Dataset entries
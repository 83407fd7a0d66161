//! Report-share models.

pub mod model;

pub use model::ShareSettings;
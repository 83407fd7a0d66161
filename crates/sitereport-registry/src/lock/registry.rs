//! Lock registry trait.

use async_trait::async_trait;
use uuid::Uuid;

use sitereport_core::result::AppResult;
use sitereport_entity::lock::{LockFilter, PageLock};

/// Parameters for acquiring a page lock.
///
/// Authorization has already happened by the time a registry sees this;
/// the registry only resolves conflicts and manages the lease.
#[derive(Debug, Clone)]
pub struct AcquireRequest {
    /// The page to lock.
    pub page_id: Uuid,
    /// The report the page belongs to.
    pub report_id: Uuid,
    /// The requesting user.
    pub user_id: Uuid,
    /// Display name of the requester, kept for conflict messages.
    pub user_name: String,
    /// Optional free-text reason.
    pub reason: Option<String>,
}

/// Trait for the page-lock store.
///
/// Implementations must make `acquire` atomic with respect to concurrent
/// acquires on the same page: the conflict check and the insert are one
/// critical section, so two racing requests can never both create a live
/// lock on one page. Expiry is lazy — every method treats a lock whose
/// deadline has passed as absent and evicts it on touch.
#[async_trait]
pub trait LockRegistry: Send + Sync + 'static {
    /// Acquire a lock on a page, or fail with a conflict carrying the
    /// existing holder and remaining lease time.
    ///
    /// Re-acquiring a page already held by the same user refreshes the
    /// lease and returns the existing lock.
    async fn acquire(&self, request: AcquireRequest) -> AppResult<PageLock>;

    /// Push the lease deadline forward by `additional_minutes` (the
    /// configured default when `None`), additive from the prior deadline.
    ///
    /// Fails with `Expired` — evicting the record — if the lease already
    /// ran out; the caller must re-acquire.
    async fn extend(&self, lock_id: Uuid, additional_minutes: Option<i64>) -> AppResult<PageLock>;

    /// Delete the lock unconditionally, returning the removed record.
    async fn release(&self, lock_id: Uuid) -> AppResult<PageLock>;

    /// Fetch a live lock by id; `Expired` (with eviction) if its lease
    /// ran out, `NotFound` if it never existed or was already evicted.
    async fn get(&self, lock_id: Uuid) -> AppResult<PageLock>;

    /// List live locks matching the filter, evicting any expired locks
    /// encountered during the scan.
    async fn list(&self, filter: LockFilter) -> AppResult<Vec<PageLock>>;
}
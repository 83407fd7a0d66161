//! Share coordination service.
//!
//! Owns the grant whitelist and all share authorization. Validation runs
//! fully before any registry mutation, so a failed create or update never
//! leaves a partial record.

use std::collections::HashSet;
use std::sync::Arc;

use chrono::{DateTime, Utc};
use serde::{Deserialize, Serialize};
use tracing::info;
use uuid::Uuid;

use sitereport_auth::rbac::checker::PermissionChecker;
use sitereport_core::error::AppError;
use sitereport_core::result::AppResult;
use sitereport_entity::permission::Permission;
use sitereport_entity::share::ShareSettings;
use sitereport_entity::user::UserPermissions;
use sitereport_registry::share::registry::ShareRegistry;
use sitereport_registry::share::token::ShareTokenGenerator;
use sitereport_registry::user::directory::UserDirectory;

/// Request to create a new share.
#[derive(Debug, Clone, Serialize, Deserialize)]
pub struct CreateShareRequest {
    /// The report to share.
    pub report_id: Uuid,
    /// The grantor.
    pub shared_by: Uuid,
    /// Direct recipients; ignored (cleared) for public shares.
    #[serde(default)]
    pub shared_with: HashSet<Uuid>,
    /// Permissions to grant; defaults to read-only when absent.
    pub permissions: Option<HashSet<Permission>>,
    /// Optional expiry.
    pub expires_at: Option<DateTime<Utc>>,
    /// Whether anyone holding the minted token may access the share.
    #[serde(default)]
    pub is_public: bool,
}

/// Request to update an existing share. `None` fields are left unchanged;
/// `expires_at` is doubly optional so callers can clear the deadline.
#[derive(Debug, Clone, Default, Serialize, Deserialize)]
pub struct UpdateShareRequest {
    /// Replace the recipient set.
    pub shared_with: Option<HashSet<Uuid>>,
    /// Replace the granted permissions (re-checked against the updater's
    /// whitelist).
    pub permissions: Option<HashSet<Permission>>,
    /// Replace or clear the expiry.
    pub expires_at: Option<Option<DateTime<Utc>>>,
    /// Toggle public visibility.
    pub is_public: Option<bool>,
}

/// Coordinates share operations.
#[derive(Clone)]
pub struct ShareService {
    /// User directory for caller resolution.
    directory: Arc<UserDirectory>,
    /// RBAC evaluator.
    checker: Arc<PermissionChecker>,
    /// The share store.
    registry: Arc<dyn ShareRegistry>,
    /// Token generator for public links.
    tokens: ShareTokenGenerator,
}

impl ShareService {
    /// Creates a new share service.
    pub fn new(
        directory: Arc<UserDirectory>,
        checker: Arc<PermissionChecker>,
        registry: Arc<dyn ShareRegistry>,
        tokens: ShareTokenGenerator,
    ) -> Self {
        Self {
            directory,
            checker,
            registry,
            tokens,
        }
    }

    async fn resolve_user(&self, user_id: Uuid) -> AppResult<UserPermissions> {
        self.directory
            .find(user_id)
            .await
            .ok_or_else(|| AppError::not_found("User not found"))
    }

    /// The permissions this grantor may hand out: read and export for
    /// everyone with share rights; edit and create only for user managers.
    fn allowed_grants(&self, grantor: &UserPermissions) -> HashSet<Permission> {
        let mut allowed: HashSet<Permission> =
            [Permission::ReadReports, Permission::ExportReports]
                .into_iter()
                .collect();
        if self.checker.has_permission(grantor, Permission::ManageUsers) {
            allowed.insert(Permission::EditReports);
            allowed.insert(Permission::CreateReports);
        }
        allowed
    }

    /// Rejects any requested permission outside the grantor's whitelist,
    /// naming the offending permissions rather than silently dropping them.
    fn enforce_grant_whitelist(
        &self,
        grantor: &UserPermissions,
        requested: &HashSet<Permission>,
    ) -> AppResult<()> {
        let allowed = self.allowed_grants(grantor);
        let mut disallowed: Vec<&'static str> = requested
            .difference(&allowed)
            .map(|p| p.as_str())
            .collect();
        disallowed.sort_unstable();

        if disallowed.is_empty() {
            Ok(())
        } else {
            Err(AppError::forbidden(format!(
                "You may not grant the following permissions: {}",
                disallowed.join(", ")
            ))
            .with_details(serde_json::json!({ "disallowed": disallowed })))
        }
    }

    /// Create a share. Requires `ShareReports`.
    pub async fn create(&self, request: CreateShareRequest) -> AppResult<ShareSettings> {
        let grantor = self.resolve_user(request.shared_by).await?;

        if !self.checker.can_share_report(&grantor) {
            return Err(AppError::forbidden(
                "You do not have permission to share reports",
            ));
        }

        let permissions = request
            .permissions
            .unwrap_or_else(|| [Permission::ReadReports].into_iter().collect());
        self.enforce_grant_whitelist(&grantor, &permissions)?;

        if !request.is_public && request.shared_with.is_empty() {
            return Err(AppError::validation(
                "shared_with is required for private shares",
            ));
        }

        let now = Utc::now();
        let share = ShareSettings {
            id: Uuid::new_v4(),
            report_id: request.report_id,
            shared_by: request.shared_by,
            shared_with: if request.is_public {
                HashSet::new()
            } else {
                request.shared_with
            },
            permissions,
            expires_at: request.expires_at,
            is_public: request.is_public,
            share_token: request.is_public.then(|| self.tokens.generate()),
            created_at: now,
            updated_at: now,
        };

        self.registry.insert(share).await
    }

    /// Token access path: the token alone is the credential.
    pub async fn get_by_token(&self, token: &str) -> AppResult<ShareSettings> {
        self.registry.find_by_token(token).await
    }

    /// Authenticated access path: live shares for a report visible to the
    /// caller — grantor, recipient, or a user manager (admin oversight).
    pub async fn list_for_report(
        &self,
        report_id: Uuid,
        user_id: Uuid,
    ) -> AppResult<Vec<ShareSettings>> {
        let user = self.resolve_user(user_id).await?;
        let oversight = self.checker.has_permission(&user, Permission::ManageUsers);

        let shares = self.registry.list_for_report(report_id).await?;
        Ok(shares
            .into_iter()
            .filter(|share| oversight || share.involves(user.user_id))
            .collect())
    }

    /// Update a share. Only the original grantor or a user manager may.
    pub async fn update(
        &self,
        share_id: Uuid,
        user_id: Uuid,
        request: UpdateShareRequest,
    ) -> AppResult<ShareSettings> {
        let user = self.resolve_user(user_id).await?;
        let mut share = self.registry.get(share_id).await?;

        if share.shared_by != user.user_id
            && !self.checker.has_permission(&user, Permission::ManageUsers)
        {
            return Err(AppError::forbidden(
                "Only the grantor or an administrator may modify this share",
            ));
        }

        if let Some(ref permissions) = request.permissions {
            self.enforce_grant_whitelist(&user, permissions)?;
        }

        if let Some(permissions) = request.permissions {
            share.permissions = permissions;
        }
        if let Some(shared_with) = request.shared_with {
            share.shared_with = shared_with;
        }
        if let Some(expires_at) = request.expires_at {
            share.expires_at = expires_at;
        }
        if let Some(is_public) = request.is_public {
            share.is_public = is_public;
        }

        // Keep the token invariant: present iff public. Going private
        // clears the token so old links die immediately; going public
        // mints a fresh one.
        if share.is_public {
            if share.share_token.is_none() {
                share.share_token = Some(self.tokens.generate());
            }
            share.shared_with.clear();
        } else {
            share.share_token = None;
        }

        // A private share with nobody in it would be unreachable.
        // Toggling public off must name the new recipients.
        if !share.is_public && share.shared_with.is_empty() {
            return Err(AppError::validation(
                "shared_with is required for private shares",
            ));
        }

        share.updated_at = Utc::now();
        self.registry.update(share).await
    }

    /// Delete a share. Same authorization as update.
    pub async fn delete(&self, share_id: Uuid, user_id: Uuid) -> AppResult<()> {
        let user = self.resolve_user(user_id).await?;
        let share = self.registry.get(share_id).await?;

        if share.shared_by != user.user_id
            && !self.checker.has_permission(&user, Permission::ManageUsers)
        {
            return Err(AppError::forbidden(
                "Only the grantor or an administrator may delete this share",
            ));
        }

        self.registry.remove(share_id).await?;
        info!(share_id = %share_id, user_id = %user_id, "Share deleted by coordinator");
        Ok(())
    }
}
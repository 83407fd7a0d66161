//! Share registry trait.

use async_trait::async_trait;
use uuid::Uuid;

use sitereport_core::result::AppResult;
use sitereport_entity::share::ShareSettings;

/// Trait for the report-share store.
///
/// Like the lock registry, this owns record lifecycle only — who may
/// create, read, or mutate a share is decided in the service layer.
/// Expiry is lazy: every method treats a share past its deadline as inert
/// and evicts it on touch.
#[async_trait]
pub trait ShareRegistry: Send + Sync + 'static {
    /// Store a fully-validated share record.
    async fn insert(&self, share: ShareSettings) -> AppResult<ShareSettings>;

    /// Fetch a live share by id; `Expired` (with eviction) if past its
    /// deadline, `NotFound` otherwise.
    async fn get(&self, share_id: Uuid) -> AppResult<ShareSettings>;

    /// Token access path: a live, public share with this exact token.
    ///
    /// The token alone is the credential — no user identity is involved.
    async fn find_by_token(&self, token: &str) -> AppResult<ShareSettings>;

    /// List live shares for a report, evicting expired shares encountered
    /// during the scan. Visibility filtering is the caller's job.
    async fn list_for_report(&self, report_id: Uuid) -> AppResult<Vec<ShareSettings>>;

    /// Replace an existing share record.
    async fn update(&self, share: ShareSettings) -> AppResult<ShareSettings>;

    /// Delete a share record.
    async fn remove(&self, share_id: Uuid) -> AppResult<()>;
}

--- Exercise objective ---
Starting with the line that holds "share.shared_with.clear();" and ending with the line that holds "share.updated_at = Utc::now();", retype every line in the data above exactly, and nothing else.

--- Output for this task ---
            share.shared_with.clear();
        } else {
            share.share_token = None;
        }

        // A private share with nobody in it would be unreachable.
        // Toggling public off must name the new recipients.
        if !share.is_public && share.shared_with.is_empty() {
            return Err(AppError::validation(
                "shared_with is required for private shares",
            ));
        }

        share.updated_at = Utc::now();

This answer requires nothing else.